The immunoblot technique not only allows a direct comparison of IgG profiles between the mother and her child but also identifies antigens that are differentially recognized by the humoral immune responses of the mother and her child. In nearly all cases in which the CGMC test was positive, the child developed IgG antibodies that were directed against at least two different antigens of T. gondii that varied in size and that were consistently larger than 30 kDa. This fact is important, because it has been reported that serum samples from uninfected control individuals react with antigens of between 14 and 21 kDa (18). In this latter study, which was performed more than a decade ago, the sensitivity for diagnosing congenital toxoplasmosis by identification of IgG-reactive antibodies that were present in serum samples from newborn infants but absent in those from mothers was only 37.5% (18). Therefore, this approach was not investigated more intensively at that time. The reason for the significant difference in sensitivities between these two studies is unclear. However, antigen preparations, gel conditions, dilutions of patient sera, and sources of secondary antibodies were different. Finally, a similar approach in which vitreous fluid was compared with serum has also been successfully applied for the determination of intraocular synthesis of antibodies in ocular toxoplasmosis (19).
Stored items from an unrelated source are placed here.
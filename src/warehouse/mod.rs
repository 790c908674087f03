mod models;
mod schema;
mod store;
mod trait_def;

pub use models::TargetTable;
pub use schema::WAREHOUSE_SCHEMA_SQL;
pub use store::SqliteWarehouse;
pub use trait_def::EventWarehouse;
The CGMC test in combination with a determination of IgA and/or IgM antibodies at or early after birth resulted in a sensitivity of 85.7%, making this test useful as an additional assay for confirming congenital infection as early as possible. Timing of the maternal sample versus the infant sample might be critical for the CGMC test. It could be argued that if the maternal sample were obtained early in pregnancy, the immunoblot result might not reflect the entire spectrum of antigen reactivities that could develop and be transferred to the infant later in the pregnancy. This situation could result in false-positive CGMC results. Conversely, maternal blood obtained late after delivery might have new reactivities not present at the time of delivery and thus could result in false-negative CGMC results. However, a precise analysis of the eight cases in which the CGMC test had either a false-positive result or a false-negative result showed that most of the respective mother-infant samples were drawn on the day of delivery. In the three remaining cases, the maternal sample was obtained during week 21, 28, or 34 of pregnancy, making it unlikely that the timing of obtaining maternal blood has a greater influence on the CGMC test result.
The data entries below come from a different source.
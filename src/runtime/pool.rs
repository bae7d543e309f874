//! Elastic worker pool over the shared blocking queue.
//!
//! A [`WorkerPool`] distributes owned work items across a set of named
//! threads. Each worker loops "pop one item, invoke the treat callback"
//! until it is told to retire or the queue closes. The pool can grow and
//! shrink at any time: shrinking flags the oldest surplus workers, which
//! finish their current item, report themselves on a retirement queue and
//! are joined lazily on the next [`WorkerPool::post`] or at
//! [`WorkerPool::stop`]; in-flight work is never aborted.
//!
//! A panic escaping the treat callback is caught, logged and terminates
//! only the worker thread it happened on. The pool does not respawn the
//! slot, so repeated panics shrink the available concurrency over time.

use std::collections::BTreeMap;
use std::panic::{AssertUnwindSafe, catch_unwind};
use std::sync::atomic::{AtomicBool, AtomicU64, Ordering};
use std::sync::{Arc, Mutex, MutexGuard, PoisonError};
use std::thread::{self, JoinHandle};

use crate::sync::queue::ConcurrentQueue;
use crate::trace::{debug, error, info};

/// Work consumer invoked by pool workers, one item at a time.
///
/// Blanket-implemented for closures, which is the usual way to build a
/// pool: `WorkerPool::new(4, "demux", move |item| ...)`.
pub trait Treat<T>: Send + Sync + 'static {
    /// Processes one item. Runs on a worker thread.
    fn treat(&self, item: T);
}

impl<T, F> Treat<T> for F
where
    F: Fn(T) + Send + Sync + 'static,
{
    fn treat(&self, item: T) {
        self(item);
    }
}

type WorkerId = u64;

struct Shared<T: Send> {
    /// Thread name prefix.
    name: String,
    /// Work items, closed at stop.
    messages: ConcurrentQueue<T>,
    /// Ids of workers that have exited and await a join.
    retired: ConcurrentQueue<WorkerId>,
    treat: Box<dyn Treat<T>>,
}

struct WorkerSlot {
    retire: Arc<AtomicBool>,
    handle: Option<JoinHandle<()>>,
}

/// Resizable set of worker threads draining one shared queue.
pub struct WorkerPool<T: Send + 'static> {
    shared: Arc<Shared<T>>,
    /// Keyed by spawn id; the lowest ids are the oldest workers.
    workers: Mutex<BTreeMap<WorkerId, WorkerSlot>>,
    next_id: AtomicU64,
}

impl<T: Send + 'static> WorkerPool<T> {
    /// Creates a pool with `workers` threads named `<name>-worker-<id>`.
    ///
    /// # Panics
    ///
    /// Panics if a worker thread cannot be spawned.
    pub fn new(workers: usize, name: &str, treat: impl Treat<T>) -> Self {
        let pool = Self {
            shared: Arc::new(Shared {
                name: name.to_owned(),
                messages: ConcurrentQueue::new(),
                retired: ConcurrentQueue::new(),
                treat: Box::new(treat),
            }),
            workers: Mutex::new(BTreeMap::new()),
            next_id: AtomicU64::new(0),
        };
        for _ in 0..workers {
            pool.add_worker();
        }
        pool
    }

    fn lock_workers(&self) -> MutexGuard<'_, BTreeMap<WorkerId, WorkerSlot>> {
        self.workers.lock().unwrap_or_else(PoisonError::into_inner)
    }

    /// Enqueues one item for processing.
    ///
    /// Also joins any worker that retired since the last call. Items
    /// posted after [`WorkerPool::stop`] are dropped.
    pub fn post(&self, item: T) {
        self.reap_retired();
        if !self.shared.messages.push(item) {
            debug!(pool = %self.shared.name, "item posted to a stopped pool, dropping");
        }
    }

    /// Current number of workers, counting retiring ones until joined.
    #[must_use]
    pub fn worker_count(&self) -> usize {
        self.reap_retired();
        self.lock_workers().len()
    }

    /// Grows or shrinks the pool to `n` workers.
    ///
    /// Growing spawns threads immediately. Shrinking flags the oldest
    /// surplus workers for retirement; each finishes its current item
    /// first, so no work is aborted.
    pub fn set_workers(&self, n: usize) {
        self.reap_retired();
        let current = self.lock_workers().len();
        if current < n {
            for _ in 0..n - current {
                self.add_worker();
            }
        } else {
            self.retire_workers(current - n);
        }
    }

    /// Stops the pool: closes the queue, tells every worker to retire and
    /// joins them all.
    ///
    /// Items still queued are dropped with the queue.
    pub fn stop(&self) {
        self.shared.messages.close();
        let mut workers = self.lock_workers();
        for slot in workers.values() {
            slot.retire.store(true, Ordering::Relaxed);
        }
        for (_id, mut slot) in std::mem::take(&mut *workers) {
            if let Some(handle) = slot.handle.take() {
                if handle.join().is_err() {
                    error!(pool = %self.shared.name, worker = _id, "worker thread panicked");
                }
            }
        }
        drop(workers);
        while self.shared.retired.try_pop().is_some() {}
        info!(pool = %self.shared.name, "pool stopped");
    }

    fn add_worker(&self) {
        let id = self.next_id.fetch_add(1, Ordering::Relaxed);
        let retire = Arc::new(AtomicBool::new(false));
        let shared = Arc::clone(&self.shared);
        let flag = Arc::clone(&retire);
        let handle = thread::Builder::new()
            .name(format!("{}-worker-{id}", self.shared.name))
            .spawn(move || worker_main(&shared, id, &flag))
            .expect("failed to spawn worker thread");
        self.lock_workers().insert(
            id,
            WorkerSlot {
                retire,
                handle: Some(handle),
            },
        );
    }

    /// Flags the `count` oldest not-yet-retiring workers.
    fn retire_workers(&self, count: usize) {
        let workers = self.lock_workers();
        let mut remaining = count;
        for slot in workers.values() {
            if remaining == 0 {
                break;
            }
            if !slot.retire.swap(true, Ordering::Relaxed) {
                remaining -= 1;
            }
        }
    }

    /// Joins workers that reported their own exit.
    fn reap_retired(&self) {
        while let Some(id) = self.shared.retired.try_pop() {
            let slot = self.lock_workers().remove(&id);
            if let Some(mut slot) = slot {
                if let Some(handle) = slot.handle.take() {
                    let _ = handle.join();
                }
                debug!(pool = %self.shared.name, worker = id, "retired worker joined");
            }
        }
    }
}

impl<T: Send + 'static> Drop for WorkerPool<T> {
    fn drop(&mut self) {
        self.stop();
    }
}

fn worker_main<T: Send + 'static>(shared: &Shared<T>, id: WorkerId, retire: &AtomicBool) {
    while !retire.load(Ordering::Relaxed) {
        // None = queue closed and drained.
        let Some(item) = shared.messages.pop() else {
            break;
        };
        if catch_unwind(AssertUnwindSafe(|| shared.treat.treat(item))).is_err() {
            error!(
                pool = %shared.name,
                worker = id,
                "unhandled panic in treat; this worker terminates"
            );
            break;
        }
    }
    shared.retired.push(id);
}

#[cfg(test)]
mod tests {
    use super::*;
    use std::sync::atomic::AtomicUsize;
    use std::time::Duration;

    fn wait_until(mut done: impl FnMut() -> bool) {
        for _ in 0..500 {
            if done() {
                return;
            }
            thread::sleep(Duration::from_millis(10));
        }
        panic!("condition not reached in time");
    }

    #[test]
    fn processes_all_items() {
        let seen = Arc::new(AtomicUsize::new(0));
        let pool = {
            let seen = Arc::clone(&seen);
            WorkerPool::new(3, "test", move |n: usize| {
                seen.fetch_add(n, Ordering::Relaxed);
            })
        };
        for _ in 0..100 {
            pool.post(1);
        }
        wait_until(|| seen.load(Ordering::Relaxed) == 100);
        pool.stop();
    }

    #[test]
    fn grow_and_shrink() {
        let pool = WorkerPool::new(1, "resize", |_: u32| {});
        assert_eq!(pool.worker_count(), 1);
        pool.set_workers(4);
        assert_eq!(pool.worker_count(), 4);

        pool.set_workers(1);
        // Retiring workers wake on the next items and report themselves;
        // joins happen lazily inside post().
        for _ in 0..16 {
            pool.post(0);
            thread::sleep(Duration::from_millis(5));
        }
        wait_until(|| pool.worker_count() == 1);
        pool.stop();
    }

    #[test]
    fn panic_kills_one_worker_only() {
        let seen = Arc::new(AtomicUsize::new(0));
        let pool = {
            let seen = Arc::clone(&seen);
            WorkerPool::new(2, "panicky", move |n: i32| {
                if n < 0 {
                    panic!("bad item");
                }
                seen.fetch_add(1, Ordering::Relaxed);
            })
        };
        pool.post(-1);
        for _ in 0..20 {
            pool.post(1);
        }
        wait_until(|| seen.load(Ordering::Relaxed) == 20);
        pool.stop();
    }

    #[test]
    fn stop_joins_every_worker() {
        let pool = WorkerPool::new(4, "stopper", move |_: u32| {
            thread::sleep(Duration::from_millis(5));
        });
        for _ in 0..8 {
            pool.post(0);
        }
        pool.stop();
        assert_eq!(pool.worker_count(), 0);
    }
}
//! Closeable blocking FIFO for handing owned items between threads.
//!
//! A mutex/condvar queue with three access styles per operation:
//! blocking, timed, and best-effort. Closing the queue wakes every
//! blocked waiter; items already queued can still be drained afterwards.
//!
//! # Overview
//!
//! - [`ConcurrentQueue::push`] / [`ConcurrentQueue::try_push`]
//! - [`ConcurrentQueue::pop`] / [`ConcurrentQueue::pop_timeout`] /
//!   [`ConcurrentQueue::try_pop`]
//! - [`ConcurrentQueue::flush`] family: detach the entire backlog in a
//!   single synchronization step
//!
//! # Ownership
//!
//! A pushed item belongs to the queue; a popped item belongs to the
//! caller. Items still queued when the queue is dropped are dropped with
//! it.
//!
//! # Example
//!
//! ```
//! use framewire::sync::queue::ConcurrentQueue;
//!
//! let queue = ConcurrentQueue::new();
//! assert!(queue.push(7u32));
//! assert_eq!(queue.pop(), Some(7));
//! queue.close();
//! assert_eq!(queue.pop(), None);
//! ```

use std::collections::VecDeque;
use std::sync::{Condvar, Mutex, MutexGuard, PoisonError};
use std::time::Duration;

use minstant::Instant;

struct State<T> {
    fifo: VecDeque<T>,
    open: bool,
}

/// Thread-safe closeable FIFO of owned items.
pub struct ConcurrentQueue<T> {
    state: Mutex<State<T>>,
    available: Condvar,
}

impl<T> Default for ConcurrentQueue<T> {
    fn default() -> Self {
        Self::new()
    }
}

impl<T> ConcurrentQueue<T> {
    /// Creates an empty, open queue.
    #[must_use]
    pub fn new() -> Self {
        Self {
            state: Mutex::new(State {
                fifo: VecDeque::new(),
                open: true,
            }),
            available: Condvar::new(),
        }
    }

    // The state is a plain FIFO plus a flag; a panic elsewhere cannot leave
    // it inconsistent, so a poisoned lock is recovered rather than spread.
    fn lock(&self) -> MutexGuard<'_, State<T>> {
        self.state.lock().unwrap_or_else(PoisonError::into_inner)
    }

    /// Pushes an item, waking one waiter.
    ///
    /// Returns `false` (and drops the item) if the queue is closed.
    pub fn push(&self, item: T) -> bool {
        let mut state = self.lock();
        if !state.open {
            return false;
        }
        state.fifo.push_back(item);
        drop(state);
        self.available.notify_one();
        true
    }

    /// Best-effort push: gives the item back if the lock is contended or
    /// the queue is closed.
    ///
    /// # Errors
    ///
    /// Returns `Err(item)` when the push did not happen.
    pub fn try_push(&self, item: T) -> Result<(), T> {
        let Ok(mut state) = self.state.try_lock() else {
            return Err(item);
        };
        if !state.open {
            return Err(item);
        }
        state.fifo.push_back(item);
        drop(state);
        self.available.notify_one();
        Ok(())
    }

    /// Pops one item, blocking while the queue is open and empty.
    ///
    /// Returns `None` only once the queue is closed *and* drained.
    #[must_use]
    pub fn pop(&self) -> Option<T> {
        let mut state = self.lock();
        while state.open && state.fifo.is_empty() {
            state = self
                .available
                .wait(state)
                .unwrap_or_else(PoisonError::into_inner);
        }
        state.fifo.pop_front()
    }

    /// Pops one item, waiting at most `timeout`.
    ///
    /// Returns `None` on timeout as well as on close-and-drained.
    #[must_use]
    pub fn pop_timeout(&self, timeout: Duration) -> Option<T> {
        let deadline = Instant::now() + timeout;
        let mut state = self.lock();
        while state.open && state.fifo.is_empty() {
            let now = Instant::now();
            if now >= deadline {
                return None;
            }
            let (guard, _) = self
                .available
                .wait_timeout(state, deadline.duration_since(now))
                .unwrap_or_else(PoisonError::into_inner);
            state = guard;
        }
        state.fifo.pop_front()
    }

    /// Best-effort pop: `None` if the lock is contended or nothing is
    /// queued.
    #[must_use]
    pub fn try_pop(&self) -> Option<T> {
        let Ok(mut state) = self.state.try_lock() else {
            return None;
        };
        state.fifo.pop_front()
    }

    /// Detaches and returns the whole backlog, blocking while the queue is
    /// open and empty.
    ///
    /// The queue is left empty; many items are claimed under a single
    /// lock acquisition. Returns `None` once the queue is closed and
    /// drained.
    #[must_use]
    pub fn flush(&self) -> Option<VecDeque<T>> {
        let mut state = self.lock();
        while state.open && state.fifo.is_empty() {
            state = self
                .available
                .wait(state)
                .unwrap_or_else(PoisonError::into_inner);
        }
        Self::take_backlog(&mut state)
    }

    /// As [`ConcurrentQueue::flush`], waiting at most `timeout`.
    #[must_use]
    pub fn flush_timeout(&self, timeout: Duration) -> Option<VecDeque<T>> {
        let deadline = Instant::now() + timeout;
        let mut state = self.lock();
        while state.open && state.fifo.is_empty() {
            let now = Instant::now();
            if now >= deadline {
                return None;
            }
            let (guard, _) = self
                .available
                .wait_timeout(state, deadline.duration_since(now))
                .unwrap_or_else(PoisonError::into_inner);
            state = guard;
        }
        Self::take_backlog(&mut state)
    }

    /// Best-effort flush: `None` if the lock is contended or nothing is
    /// queued.
    #[must_use]
    pub fn try_flush(&self) -> Option<VecDeque<T>> {
        let Ok(mut state) = self.state.try_lock() else {
            return None;
        };
        Self::take_backlog(&mut state)
    }

    fn take_backlog(state: &mut State<T>) -> Option<VecDeque<T>> {
        if state.fifo.is_empty() {
            None
        } else {
            Some(std::mem::take(&mut state.fifo))
        }
    }

    /// Closes the queue and wakes every blocked waiter.
    ///
    /// Pending pops drain the remaining items and then return `None`.
    /// Idempotent.
    pub fn close(&self) {
        let mut state = self.lock();
        state.open = false;
        drop(state);
        self.available.notify_all();
    }

    /// Whether [`ConcurrentQueue::close`] has not been called yet.
    #[must_use]
    pub fn is_open(&self) -> bool {
        self.lock().open
    }

    /// Number of items currently queued.
    #[must_use]
    pub fn len(&self) -> usize {
        self.lock().fifo.len()
    }

    /// Whether the queue is currently empty.
    #[must_use]
    pub fn is_empty(&self) -> bool {
        self.lock().fifo.is_empty()
    }
}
The sensitivity of this combined test system could be increased by inclusion of serum samples which were drawn later than 3 months of life. However, since natural antibodies have been reported to occur after 3 months of life (15) and since early diagnosis is needed in order to initiate therapy, only CGMC test results that were obtained from umbilical cord blood or serum samples that were drawn between 1 and 3 months of life were included in this study.

It should be noted that in nine cases, contrary results were obtained when the CGMC test was repeatedly performed. Such inconsistent CGMC test results usually would have to be excluded from routine diagnosis, and such cases still would have to be diagnosed by methods based on conventional serological analysis. It is thus important to note that a control sample drawn from an infant 4 to 6 weeks later than the first sample always has to be investigated in order to confirm the diagnosis. Nevertheless, our results indicate that the CGMC test is a method that is easy to perform and that helps to shorten the period until a definite diagnosis can be obtained. Most importantly, the combination of the CGMC test with the standard early tests for infection (detection of IgM and/or IgA antibodies) seems to be useful for improving the sensitivity of the early diagnosis of congenital toxoplasmosis.